▶ _REQUIREMENT_: Locate the word "PipelineServices" in the entries below, then gather every line that holds it.

--- AVAILABLE DATA Enclosed Below ---

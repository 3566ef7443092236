//! Test Helper Utilities
//!
//! In-memory collaborators and a scratch root for pipeline and daemon tests

#![allow(dead_code)]

use async_trait::async_trait;
use omnisky_common::config::RootLayout;
use omnisky_ingest::config::PipelineSettings;
use omnisky_ingest::db::ArtifactStore;
use omnisky_ingest::models::{ArtifactKind, ClassificationResult, Target};
use omnisky_ingest::observability::Observability;
use omnisky_ingest::pipeline::{PipelineManager, PipelineServices};
use omnisky_ingest::services::{
    content_hash, AnalyzeError, Analyzer, DownloadError, DownloadedFile, Downloader, FsCleanup,
};
use serde_json::json;
use std::collections::HashMap;
use std::path::{Path, PathBuf};
use std::sync::atomic::{AtomicUsize, Ordering};
use std::sync::{Arc, Mutex};
use std::time::Duration;
use tempfile::TempDir;

/// Serves bytes per URL from memory
#[derive(Default)]
pub struct FakeDownloader {
    files: Mutex<HashMap<String, Vec<u8>>>,
    /// URL → remaining 503 answers before the bytes are served
    transient_failures: Mutex<HashMap<String, u32>>,
    /// URLs whose fetch panics after writing part of the file
    panics: Mutex<Vec<String>>,
    delay: Option<Duration>,
    pub calls: AtomicUsize,
}

impl FakeDownloader {
    pub fn new() -> Self {
        Self::default()
    }

    pub fn with_file(self, url: &str, bytes: &[u8]) -> Self {
        self.add_file(url, bytes);
        self
    }

    pub fn with_transient_failures(self, url: &str, times: u32) -> Self {
        self.transient_failures
            .lock()
            .unwrap()
            .insert(url.to_string(), times);
        self
    }

    pub fn with_panic(self, url: &str) -> Self {
        self.panics.lock().unwrap().push(url.to_string());
        self
    }

    pub fn with_delay(mut self, delay: Duration) -> Self {
        self.delay = Some(delay);
        self
    }

    pub fn add_file(&self, url: &str, bytes: &[u8]) {
        self.files
            .lock()
            .unwrap()
            .insert(url.to_string(), bytes.to_vec());
    }
}

#[async_trait]
impl Downloader for FakeDownloader {
    async fn fetch(&self, target: &Target, dest: &Path) -> Result<DownloadedFile, DownloadError> {
        self.calls.fetch_add(1, Ordering::SeqCst);
        if let Some(delay) = self.delay {
            tokio::time::sleep(delay).await;
        }

        let should_panic = self.panics.lock().unwrap().iter().any(|u| u == &target.url);
        if should_panic {
            tokio::fs::write(dest, b"partial").await?;
            panic!("fake downloader crashed on {}", target.url);
        }

        {
            let mut failures = self.transient_failures.lock().unwrap();
            if let Some(remaining) = failures.get_mut(&target.url) {
                if *remaining > 0 {
                    *remaining -= 1;
                    return Err(DownloadError::HttpStatus {
                        status: 503,
                        url: target.url.clone(),
                    });
                }
            }
        }

        let bytes = self.files.lock().unwrap().get(&target.url).cloned();
        let Some(bytes) = bytes else {
            return Err(DownloadError::HttpStatus {
                status: 404,
                url: target.url.clone(),
            });
        };

        tokio::fs::write(dest, &bytes).await?;
        Ok(DownloadedFile {
            path: dest.to_path_buf(),
            content_hash: content_hash(&bytes),
            size_bytes: bytes.len() as u64,
        })
    }
}

#[derive(Debug, Clone)]
pub enum AnalyzerMode {
    Classify { label: String, score: f64 },
    Fail,
    Empty,
    Panic,
}

/// Scripted analyzer; insists the file exists when called
pub struct FakeAnalyzer {
    mode: AnalyzerMode,
    pub calls: AtomicUsize,
}

impl FakeAnalyzer {
    pub fn classify(label: &str, score: f64) -> Self {
        Self {
            mode: AnalyzerMode::Classify {
                label: label.to_string(),
                score,
            },
            calls: AtomicUsize::new(0),
        }
    }

    pub fn failing() -> Self {
        Self {
            mode: AnalyzerMode::Fail,
            calls: AtomicUsize::new(0),
        }
    }

    pub fn empty() -> Self {
        Self {
            mode: AnalyzerMode::Empty,
            calls: AtomicUsize::new(0),
        }
    }

    pub fn panicking() -> Self {
        Self {
            mode: AnalyzerMode::Panic,
            calls: AtomicUsize::new(0),
        }
    }
}

#[async_trait]
impl Analyzer for FakeAnalyzer {
    async fn analyze(
        &self,
        _kind: ArtifactKind,
        path: &Path,
    ) -> Result<ClassificationResult, AnalyzeError> {
        self.calls.fetch_add(1, Ordering::SeqCst);
        if !path.exists() {
            return Err(AnalyzeError::InvalidOutput(format!(
                "{} missing at analysis time",
                path.display()
            )));
        }

        match &self.mode {
            AnalyzerMode::Classify { label, score } => {
                let mut result = ClassificationResult::new(label.clone(), *score);
                result.metrics.insert("snr".to_string(), json!(25.0));
                Ok(result)
            }
            AnalyzerMode::Fail => Err(AnalyzeError::Failed {
                code: Some(2),
                stderr: "model crashed".to_string(),
            }),
            AnalyzerMode::Empty => Ok(ClassificationResult::new("", 0.0)),
            AnalyzerMode::Panic => panic!("fake analyzer crashed on {}", path.display()),
        }
    }
}

/// Scratch root with a migrated store and observability files
pub struct TestEnv {
    pub dir: TempDir,
    pub layout: RootLayout,
    pub store: ArtifactStore,
    pub observability: Arc<Observability>,
}

impl TestEnv {
    pub async fn new() -> Self {
        let dir = TempDir::new().unwrap();
        let layout = RootLayout::new(dir.path().join("root"));
        layout.ensure_directories().unwrap();

        let store = ArtifactStore::open(&layout.database_path()).await.unwrap();
        let observability = Arc::new(Observability::new(&layout.obs_dir()));

        Self {
            dir,
            layout,
            store,
            observability,
        }
    }

    pub fn start_pipeline(
        &self,
        settings: &PipelineSettings,
        downloader: Arc<dyn Downloader>,
        analyzer: Arc<dyn Analyzer>,
    ) -> PipelineManager {
        PipelineManager::start(
            settings,
            self.layout.temp_dir(),
            PipelineServices {
                store: self.store.clone(),
                downloader,
                analyzer,
                cleanup: Arc::new(FsCleanup::new(self.layout.quarantine_dir())),
                observability: self.observability.clone(),
            },
        )
    }

    pub fn temp_files(&self) -> Vec<PathBuf> {
        dir_entries(&self.layout.temp_dir())
    }

    pub fn quarantined_files(&self) -> Vec<PathBuf> {
        dir_entries(&self.layout.quarantine_dir())
    }
}

fn dir_entries(dir: &Path) -> Vec<PathBuf> {
    std::fs::read_dir(dir)
        .map(|entries| entries.filter_map(|e| e.ok()).map(|e| e.path()).collect())
        .unwrap_or_default()
}

/// Small pools and short timeouts
pub fn test_settings() -> PipelineSettings {
    PipelineSettings {
        download_workers: 2,
        analyze_workers: 2,
        persist_workers: 1,
        download_queue: 8,
        analyze_queue: 4,
        persist_queue: 4,
        submit_timeout_ms: 200,
        ..Default::default()
    }
}

pub fn radio_target(url: &str) -> Target {
    Target::new(url, ArtifactKind::Radio)
        .with_object_name("VOYAGER-1")
        .with_metadata("frequency", 8419.29)
        .with_metadata("drift", 0.0)
}

pub const IDLE_TIMEOUT: Duration = Duration::from_secs(10);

--- End of Enclosed AVAILABLE DATA ---

▶ _RESPONSE AREA_:
use omnisky_ingest::pipeline::{PipelineManager, PipelineServices};
            PipelineServices {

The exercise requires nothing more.